### [SUPPLIED RECORDS]

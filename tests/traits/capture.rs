use std::num::{ParseIntError, TryFromIntError};

use outcome_rail::traits::{mapper, try_mapper, wrap, wrap_option, wrap_supplier};
use outcome_rail::{Outcome, OutcomeIterExt};

#[test]
fn test_wrap_turns_errors_into_rejections() {
    let parse = wrap(|raw: &str| raw.parse::<i32>());

    assert_eq!(parse("42"), Outcome::Accepted(42));
    assert!(parse("forty-two").is_rejected());
}

#[test]
fn test_wrap_option_turns_none_into_empty() {
    let find = wrap_option(|id: u32| -> Result<Option<&'static str>, &'static str> {
        match id {
            0 => Err("reserved id"),
            1 => Ok(Some("root")),
            _ => Ok(None),
        }
    });

    assert_eq!(find(1), Outcome::Accepted("root"));
    assert_eq!(find(2), Outcome::Empty);
    assert_eq!(find(0), Outcome::Rejected("reserved id"));
}

#[test]
fn test_wrap_supplier_runs_on_every_call() {
    let mut calls = 0;
    let mut next = wrap_supplier(|| -> Result<u32, &'static str> {
        calls += 1;
        if calls % 2 == 0 {
            Err("even")
        } else {
            Ok(calls)
        }
    });

    assert_eq!(next(), Outcome::Accepted(1));
    assert_eq!(next(), Outcome::Rejected("even"));
    assert_eq!(next(), Outcome::Accepted(3));
}

#[test]
fn test_mapper_lifts_plain_functions() {
    let mapped: Vec<_> = vec![Outcome::<i32, &str>::accept(2), Outcome::reject("e")]
        .into_iter()
        .map(mapper(|v: i32| v.pow(2)))
        .collect();

    assert_eq!(mapped, vec![Outcome::Accepted(4), Outcome::Rejected("e")]);
}

#[derive(Debug, PartialEq)]
enum ConvError {
    Parse(ParseIntError),
    Overflow(TryFromIntError),
}

impl From<ParseIntError> for ConvError {
    fn from(error: ParseIntError) -> Self {
        ConvError::Parse(error)
    }
}

impl From<TryFromIntError> for ConvError {
    fn from(error: TryFromIntError) -> Self {
        ConvError::Overflow(error)
    }
}

#[test]
fn test_try_mapper_chains_fallible_steps() {
    let split = ["7", "07x", "300"]
        .into_iter()
        .map(wrap(|raw: &str| raw.parse::<u16>().map_err(ConvError::from)))
        .map(try_mapper(|n: u16| u8::try_from(n)))
        .map(mapper(|n: u8| n * 2))
        .partition_outcomes();

    assert_eq!(split.values().copied().collect::<Vec<_>>(), vec![14]);

    let errors: Vec<&ConvError> = split.errors().collect();
    assert!(matches!(errors[0], ConvError::Parse(_)));
    assert!(matches!(errors[1], ConvError::Overflow(_)));
}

### [WHAT THE TASK REQUIRES]
Nothing but the lines from the beginning of the records through the line with "fn from(error: ParseIntError)" should appear, each printed exactly.

### [REPLY TO THE EXERCISE]
filename tests/traits/capture.rs
use std::num::{ParseIntError, TryFromIntError};

use outcome_rail::traits::{mapper, try_mapper, wrap, wrap_option, wrap_supplier};
use outcome_rail::{Outcome, OutcomeIterExt};

#[test]
fn test_wrap_turns_errors_into_rejections() {
    let parse = wrap(|raw: &str| raw.parse::<i32>());

    assert_eq!(parse("42"), Outcome::Accepted(42));
    assert!(parse("forty-two").is_rejected());
}

#[test]
fn test_wrap_option_turns_none_into_empty() {
    let find = wrap_option(|id: u32| -> Result<Option<&'static str>, &'static str> {
        match id {
            0 => Err("reserved id"),
            1 => Ok(Some("root")),
            _ => Ok(None),
        }
    });

    assert_eq!(find(1), Outcome::Accepted("root"));
    assert_eq!(find(2), Outcome::Empty);
    assert_eq!(find(0), Outcome::Rejected("reserved id"));
}

#[test]
fn test_wrap_supplier_runs_on_every_call() {
    let mut calls = 0;
    let mut next = wrap_supplier(|| -> Result<u32, &'static str> {
        calls += 1;
        if calls % 2 == 0 {
            Err("even")
        } else {
            Ok(calls)
        }
    });

    assert_eq!(next(), Outcome::Accepted(1));
    assert_eq!(next(), Outcome::Rejected("even"));
    assert_eq!(next(), Outcome::Accepted(3));
}

#[test]
fn test_mapper_lifts_plain_functions() {
    let mapped: Vec<_> = vec![Outcome::<i32, &str>::accept(2), Outcome::reject("e")]
        .into_iter()
        .map(mapper(|v: i32| v.pow(2)))
        .collect();

    assert_eq!(mapped, vec![Outcome::Accepted(4), Outcome::Rejected("e")]);
}

#[derive(Debug, PartialEq)]
enum ConvError {
    Parse(ParseIntError),
    Overflow(TryFromIntError),
}

impl From<ParseIntError> for ConvError {
    fn from(error: ParseIntError) -> Self {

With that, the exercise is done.